“Indifferent towards any determination, it would yield equally to all, if the first impressions did not, so to speak, wind up the machine and decide its operations and its course.
“The series of movements which this automaton could execute would distinguish it from all others formed on the same model, but which, not having been placed in similar circumstances, would not have experienced the same impressions, or would not have experienced them in the same order.
“The senses of the automaton, set in motion by the objects presented to it, would communicate their motion to the brain, the chief motor apparatus of the machine. This would put in action the muscles of the hands and feet, in virtue of their secret connection with the senses. These muscles, alternately contracted and dilated, would approximate or remove the automaton from the objects, in the relation which they would bear to the conservation or the destruction of the machine.
“The motions of perception and sensation which the objects would have impressed on the brain, would be preserved in it by the energy of its mechanism. They would become more vivid according to the actual condition of the automaton, considered in itself and relatively to the objects.
“Words being only the motions impressed on the organ of hearing and that of voice, the diversity of these movements, their combination, the order in which they would succeed one another, would represent judgments, reasoning, and all the operations of the mind.
“A close correspondence between the organs of the senses, either by the opening into one another of their nervous ramifications, or by interposed springs (ressorts), would establish such a connection in their working, that, on the occasion of the movements impressed on one of these organs, other movements would be excited, or would become more vivid in some of the other senses.

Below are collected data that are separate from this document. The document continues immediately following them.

//! # Error Types
//!
//! Domain-specific error types for tally-core.
//!
//! ## Error Hierarchy
//! ```text
//! ┌─────────────────────────────────────────────────────────────────────────┐
//! │                         Error Types                                     │
//! │                                                                         │
//! │  tally-core errors (this file)                                         │
//! │  ├── CoreError        - Business rule rejections                       │
//! │  └── ValidationError  - Input validation failures                      │
//! │                                                                         │
//! │  tally-db         └── DbError        - Storage failures                │
//! │  tally-checkout   └── CheckoutError  - Commit/refund outcome           │
//! │  apps/server      └── ApiError       - What HTTP clients see           │
//! │                                                                         │
//! │  Flow: ValidationError → CoreError → DbError → CheckoutError → ApiError │
//! └─────────────────────────────────────────────────────────────────────────┘
//! ```

use thiserror::Error;

// =============================================================================
// Core Error
// =============================================================================

/// Business rule rejections.
///
/// A `CoreError` never means storage is broken. It means the request was
/// understood and refused, and nothing was persisted.
#[derive(Debug, Error)]
pub enum CoreError {
    /// Product is unknown to the catalog or inactive.
    #[error("Product not found: {0}")]
    ProductNotFound(i64),

    /// Branch is unknown.
    #[error("Branch not found: {0}")]
    BranchNotFound(i64),

    /// Customer is unknown.
    #[error("Customer not found: {0}")]
    CustomerNotFound(i64),

    /// Sale is unknown.
    #[error("Sale not found: {0}")]
    SaleNotFound(String),

    /// Not enough available stock for a line.
    ///
    /// ## When This Occurs
    /// ```text
    /// Cart: product 7 × 5 at branch 1
    ///      │
    ///      ▼
    /// inventory(7, 1): current 4, reserved 1 → available 3
    ///      │
    ///      ▼
    /// InsufficientStock { product_id: 7, branch_id: 1, available: 3, requested: 5 }
    ///      │
    ///      ▼
    /// Whole cart rejected, nothing decremented
    /// ```
    #[error(
        "Insufficient stock for product {product_id} at branch {branch_id}: available {available}, requested {requested}"
    )]
    InsufficientStock {
        product_id: i64,
        branch_id: i64,
        available: i64,
        requested: i64,
    },

    /// Sale was already refunded.
    #[error("Sale {sale_number} has already been refunded")]
    AlreadyRefunded { sale_number: String },

    /// Caller's role lacks the capability.
    #[error("Role {role} is not allowed to {capability}")]
    PermissionDenied { role: String, capability: String },

    /// Caller is scoped to a different branch.
    #[error("Caller is not allowed to act on branch {branch_id}")]
    BranchOutOfScope { branch_id: i64 },

    /// Validation error (wraps ValidationError).
    #[error("Validation error: {0}")]
    Validation(#[from] ValidationError),
}

// =============================================================================
// Validation Error
// =============================================================================

/// Input validation errors.
///
/// Raised before any storage work starts.
#[derive(Debug, Error)]
pub enum ValidationError {
    /// A required field is missing or empty.
    #[error("{field} is required")]
    Required { field: String },

    /// A collection that must have entries is empty.
    #[error("{field} must not be empty")]
    Empty { field: String },

    /// Field value is too long.
    #[error("{field} must be at most {max} characters")]
    TooLong { field: String, max: usize },

    /// Numeric value is out of range.
    #[error("{field} must be between {min} and {max}")]
    OutOfRange { field: String, min: i64, max: i64 },

    /// Value must be positive.
    #[error("{field} must be positive")]
    MustBePositive { field: String },

    /// Invalid format.
    #[error("{field} has invalid format: {reason}")]
    InvalidFormat { field: String, reason: String },

    /// Value is not in allowed set.
    #[error("{field} must be one of: {allowed:?}")]
    NotAllowed { field: String, allowed: Vec<String> },

    /// Arithmetic on the request would overflow.
    #[error("{field} is too large to compute")]
    Overflow { field: String },
}

impl ValidationError {
    pub fn out_of_range(field: &str, min: i64, max: i64) -> Self {
        ValidationError::OutOfRange {
            field: field.to_string(),
            min,
            max,
        }
    }

    pub fn overflow(field: &str) -> Self {
        ValidationError::Overflow {
            field: field.to_string(),
        }
    }
}

// =============================================================================
// Result Type Alias
// =============================================================================

/// Convenience type alias for Results with CoreError.
pub type CoreResult<T> = Result<T, CoreError>;

// =============================================================================
// Unit Tests
// =============================================================================
//! # Domain Types
//!
//! Core domain types shared by storage, the coordinator and the HTTP layer.
//!
//! ## Type Map
//! ```text
//! ┌─────────────────────────────────────────────────────────────────────────┐
//! │                         Domain Types                                    │
//! │                                                                         │
//! │  External (read-only snapshots)      Owned by the engine                │
//! │  ───────────────────────────────     ─────────────────────────────      │
//! │  Branch         id, code             Sale         immutable except      │
//! │  CatalogProduct price, tax rate                   Completed → Refunded  │
//! │  Customer       points, purchases    SaleItem     price snapshot        │
//! │                                      StockMovement append-only          │
//! │  InventoryLevel (product, branch)    LoyaltyTransaction append-only     │
//! │    available = current − reserved    SaleReceipt  idempotent replay     │
//! └─────────────────────────────────────────────────────────────────────────┘
//! ```
//!
//! ## Identity
//! - Catalog entities (product, branch, customer, user) use the integer ids
//!   of the surrounding storefront system.
//! - Everything the engine creates (sale, item, movement, loyalty entry) uses
//!   a UUID v4 string.

use chrono::{DateTime, Utc};
use serde::{Deserialize, Serialize};
use std::fmt;
use ts_rs::TS;

use crate::error::ValidationError;
use crate::money::Money;
use crate::BPS_SCALE;

// =============================================================================
// Rates
// =============================================================================

/// Tax rate represented in basis points (bps).
///
/// 1 basis point = 0.01%, so 825 bps = 8.25%.
#[derive(Debug, Clone, Copy, PartialEq, Eq, Default, Serialize, Deserialize, TS)]
#[ts(export)]
pub struct TaxRate(u32);

impl TaxRate {
    #[inline]
    pub const fn from_bps(bps: u32) -> Self {
        TaxRate(bps)
    }

    #[inline]
    pub const fn bps(&self) -> u32 {
        self.0
    }

    #[inline]
    pub const fn zero() -> Self {
        TaxRate(0)
    }
}

/// Whole-sale discount in basis points, 0 to 10000 (0% to 100%).
///
/// ## Example
/// ```rust
/// use tally_core::types::DiscountRate;
///
/// let rate = DiscountRate::from_percentage(12.5).unwrap();
/// assert_eq!(rate.bps(), 1250);
/// assert!(DiscountRate::from_percentage(100.01).is_err());
/// assert!(DiscountRate::from_percentage(-1.0).is_err());
/// assert!(DiscountRate::from_percentage(12.345).is_err());
/// ```
#[derive(Debug, Clone, Copy, PartialEq, Eq, Default, Serialize, Deserialize, TS)]
#[ts(export)]
pub struct DiscountRate(u32);

impl DiscountRate {
    /// Creates a discount rate from basis points, clamped to 100%.
    #[inline]
    pub fn from_bps(bps: u32) -> Self {
        DiscountRate(bps.min(BPS_SCALE))
    }

    /// Converts a request percentage into basis points.
    ///
    /// Rejects NaN, negatives, anything above 100, and percentages with
    /// more than two decimal places. Those are never rounded to fit.
    pub fn from_percentage(pct: f64) -> Result<Self, ValidationError> {
        if !pct.is_finite() || !(0.0..=100.0).contains(&pct) {
            return Err(ValidationError::out_of_range("discount_percent", 0, 100));
        }
        let scaled = pct * 100.0;
        let bps = scaled.round();
        // Tolerance absorbs binary representation error only, e.g. 33.33
        if (scaled - bps).abs() > 1e-6 {
            return Err(ValidationError::InvalidFormat {
                field: "discount_percent".to_string(),
                reason: "must have at most two decimal places".to_string(),
            });
        }
        Ok(DiscountRate(bps as u32))
    }

    #[inline]
    pub const fn bps(&self) -> u32 {
        self.0
    }

    #[inline]
    pub const fn none() -> Self {
        DiscountRate(0)
    }
}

“Give the automaton a soul which contemplates its movements, which believes itself to be the author of them, which has different volitions on the occasion of the different movements, and you will on this hypothesis construct a man.
“But would this man be free? Can the feeling of our liberty, this feeling which is so clear and so distinct and so vivid as to persuade us that we are the authors of our actions, be conciliated with this hypothesis? If it removes the difficulty which attends the conception of the action of the soul on the body, on the other hand it leaves untouched that which meets us in endeavouring to conceive the action of the body on the soul.”
But if Leibnitz, Jonathan Edwards, and Hartley—men who rank among the giants of the world of thought—could see no antagonism between the doctrine under discussion and Christian orthodoxy, is it not just possible that smaller folk may be wrong in making such a coil about “logical consequences”? And, seeing how large a share of this clamour is raised by the clergy of one denomination or another, may I say, in conclusion, that it really would be well if ecclesiastical persons would reflect that ordination, whatever deep-seated graces it may confer, has never been observed to be followed by any visible increase in the learning or the logic of its subject. Making a man a Bishop, or entrusting him with the office of ministering to even the largest of Presbyterian congregations, or setting him up to lecture to a Church congress, really does not in the smallest degree augment such title to respect as his opinions may intrinsically possess. And, when such a man presumes on an authority which was conferred upon him for other purposes, to sit in judgment upon matters his incompetence to deal with which is patent, it is permissible to ignore his sacerdotal pretensions, and to tell him, as one would tell a mere common, unconsecrated, layman: that it is not necessary for any man to occupy himself with problems of this kind unless he so choose; life is filled full enough by the performance of its ordinary and obvious duties. But that, if a man elect to become a judge of these grave questions; still more, if he assume the responsibility of attaching praise or blame to his fellow-men for the conclusions at which they arrive touching them, he will commit a sin more grievous than most breaches of the Decalogue, unless he avoid a lazy reliance upon the information that is gathered by prejudice and filtered through passion, unless he go back to the prime sources of knowledge—the facts of nature, and the thoughts of those wise men who for generations past have been her best interpreters.